What this task involves.
Please write out, exactly as given, every line of the entries below up to and including the line with "Register an existing".

[Source records]
****

//! In-memory store that records every call, for lifecycle tests

use crate::builder::{Builder, IdMappings};
use crate::error::{StowageError, StowageResult};
use crate::store::{ImageStore, PullOptions};
use async_trait::async_trait;
use std::collections::{HashMap, HashSet};
use std::path::{Path, PathBuf};
use std::sync::Mutex;
use std::time::Instant;

#[derive(Debug, Clone, PartialEq, Eq)]
pub enum Event {
    Open(String),
    Pull(String),
    Mount(String),
    Unmount(String),
    Delete(String),
    Save(String),
}

#[derive(Default)]
struct State {
    containers: HashMap<String, (Builder, PathBuf)>,
    images: HashMap<String, PathBuf>,
    transient_pull_failures: u32,
    pull_times: Vec<Instant>,
    fail_mount: HashSet<String>,
    fail_unmount: HashSet<String>,
    fail_save: HashSet<String>,
    events: Vec<Event>,
    saved: HashMap<String, Builder>,
    next_id: u32,
}

/// Store double whose containers live in plain directories
#[derive(Default)]
pub struct RecordingStore {
    state: Mutex<State>,
}

impl RecordingStore {
    pub fn new() -> Self {
        Self::default()
    }

    /// Register an existing working container rooted at `root`
    pub fn add_container(&self, name: &str, root: &Path, id_mappings: IdMappings) {
        let mut builder = Builder::new(name, format!("{}-id", name));
        builder.id_mappings = id_mappings;
        self.state
            .lock()
            .unwrap()
            .containers
            .insert(name.to_string(), (builder, root.to_path_buf()));
    }

    /// Register a pullable image whose filesystem is `root`
    pub fn add_image(&self, image: &str, root: &Path) {
        self.state
            .lock()
            .unwrap()
            .images
            .insert(image.to_string(), root.to_path_buf());
    }

    /// Make the next `n` pull attempts fail with a transport error
    pub fn fail_pulls(&self, n: u32) {
        self.state.lock().unwrap().transient_pull_failures = n;
    }

    pub fn fail_mount(&self, name: &str) {
        self.state.lock().unwrap().fail_mount.insert(name.to_string());
    }

    pub fn fail_unmount(&self, name: &str) {
        self.state.lock().unwrap().fail_unmount.insert(name.to_string());
    }

    pub fn fail_save(&self, name: &str) {
        self.state.lock().unwrap().fail_save.insert(name.to_string());
    }

    pub fn events(&self) -> Vec<Event> {
        self.state.lock().unwrap().events.clone()
    }

    pub fn pull_times(&self) -> Vec<Instant> {
        self.state.lock().unwrap().pull_times.clone()
    }

    /// Last saved copy of a container's builder
    pub fn saved(&self, name: &str) -> Option<Builder> {
        self.state.lock().unwrap().saved.get(name).cloned()
    }

    pub fn count(&self, pred: impl Fn(&Event) -> bool) -> usize {
        self.events().iter().filter(|e| pred(e)).count()
    }

    pub fn contains(&self, name: &str) -> bool {
        self.state.lock().unwrap().containers.contains_key(name)
    }
}

#[async_trait]
impl ImageStore for RecordingStore {
    async fn open_existing(&self, name: &str) -> StowageResult<Builder> {
        let mut state = self.state.lock().unwrap();
        state.events.push(Event::Open(name.to_string()));
        match state.containers.get(name) {
            Some((builder, _)) => Ok(state.saved.get(name).cloned().unwrap_or_else(|| builder.clone())),
            None => Err(StowageError::ContainerUnknown(name.to_string())),
        }
    }

    async fn pull(&self, image: &str, _options: &PullOptions) -> StowageResult<Builder> {
        let mut state = self.state.lock().unwrap();
        state.events.push(Event::Pull(image.to_string()));
        state.pull_times.push(Instant::now());

        if state.transient_pull_failures > 0 {
            state.transient_pull_failures -= 1;
            return Err(StowageError::ImagePull {
                image: image.to_string(),
                reason: "connection reset by peer".to_string(),
            });
        }

        let root = state
            .images
            .get(image)
            .cloned()
            .ok_or_else(|| StowageError::ImageNotFound {
                image: image.to_string(),
                reason: "manifest unknown".to_string(),
            })?;

        state.next_id += 1;
        let name = format!("{}-working-container-{}", image, state.next_id);
        let mut builder = Builder::new(name.clone(), format!("{}-id", name));
        builder.from_image = Some(image.to_string());
        state.containers.insert(name, (builder.clone(), root));
        Ok(builder)
    }

    async fn mount(&self, builder: &Builder) -> StowageResult<PathBuf> {
        let mut state = self.state.lock().unwrap();
        if state.fail_mount.contains(&builder.container) {
            return Err(StowageError::Mount {
                container: builder.container.clone(),
                reason: "injected".to_string(),
            });
        }
        state.events.push(Event::Mount(builder.container.clone()));
        state
            .containers
            .get(&builder.container)
            .map(|(_, root)| root.clone())
            .ok_or_else(|| StowageError::ContainerUnknown(builder.container.clone()))
    }

    async fn unmount(&self, builder: &Builder) -> StowageResult<()> {
        let mut state = self.state.lock().unwrap();
        state.events.push(Event::Unmount(builder.container.clone()));
        if state.fail_unmount.contains(&builder.container) {
            return Err(StowageError::Unmount {
                container: builder.container.clone(),
                reason: "injected".to_string(),
            });
        }
        Ok(())
    }

    async fn delete(&self, builder: &Builder) -> StowageResult<()> {
        let mut state = self.state.lock().unwrap();
        state.events.push(Event::Delete(builder.container.clone()));
        state.containers.remove(&builder.container);
        state.saved.remove(&builder.container);
        Ok(())
    }

    async fn save(&self, builder: &Builder) -> StowageResult<()> {
        let mut state = self.state.lock().unwrap();
        state.events.push(Event::Save(builder.container.clone()));
        if state.fail_save.contains(&builder.container) {
            return Err(StowageError::Save {
                container: builder.container.clone(),
                reason: "injected".to_string(),
            });
        }
        state.saved.insert(builder.container.clone(), builder.clone());
        Ok(())
    }
}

****

Solution for this problem.
//! In-memory store that records every call, for lifecycle tests

use crate::builder::{Builder, IdMappings};
use crate::error::{StowageError, StowageResult};
use crate::store::{ImageStore, PullOptions};
use async_trait::async_trait;
use std::collections::{HashMap, HashSet};
use std::path::{Path, PathBuf};
use std::sync::Mutex;
use std::time::Instant;

#[derive(Debug, Clone, PartialEq, Eq)]
pub enum Event {
    Open(String),
    Pull(String),
    Mount(String),
    Unmount(String),
    Delete(String),
    Save(String),
}

#[derive(Default)]
struct State {
    containers: HashMap<String, (Builder, PathBuf)>,
    images: HashMap<String, PathBuf>,
    transient_pull_failures: u32,
    pull_times: Vec<Instant>,
    fail_mount: HashSet<String>,
    fail_unmount: HashSet<String>,
    fail_save: HashSet<String>,
    events: Vec<Event>,
    saved: HashMap<String, Builder>,
    next_id: u32,
}

/// Store double whose containers live in plain directories
#[derive(Default)]
pub struct RecordingStore {
    state: Mutex<State>,
}

impl RecordingStore {
    pub fn new() -> Self {
        Self::default()
    }

    /// Register an existing working container rooted at `root`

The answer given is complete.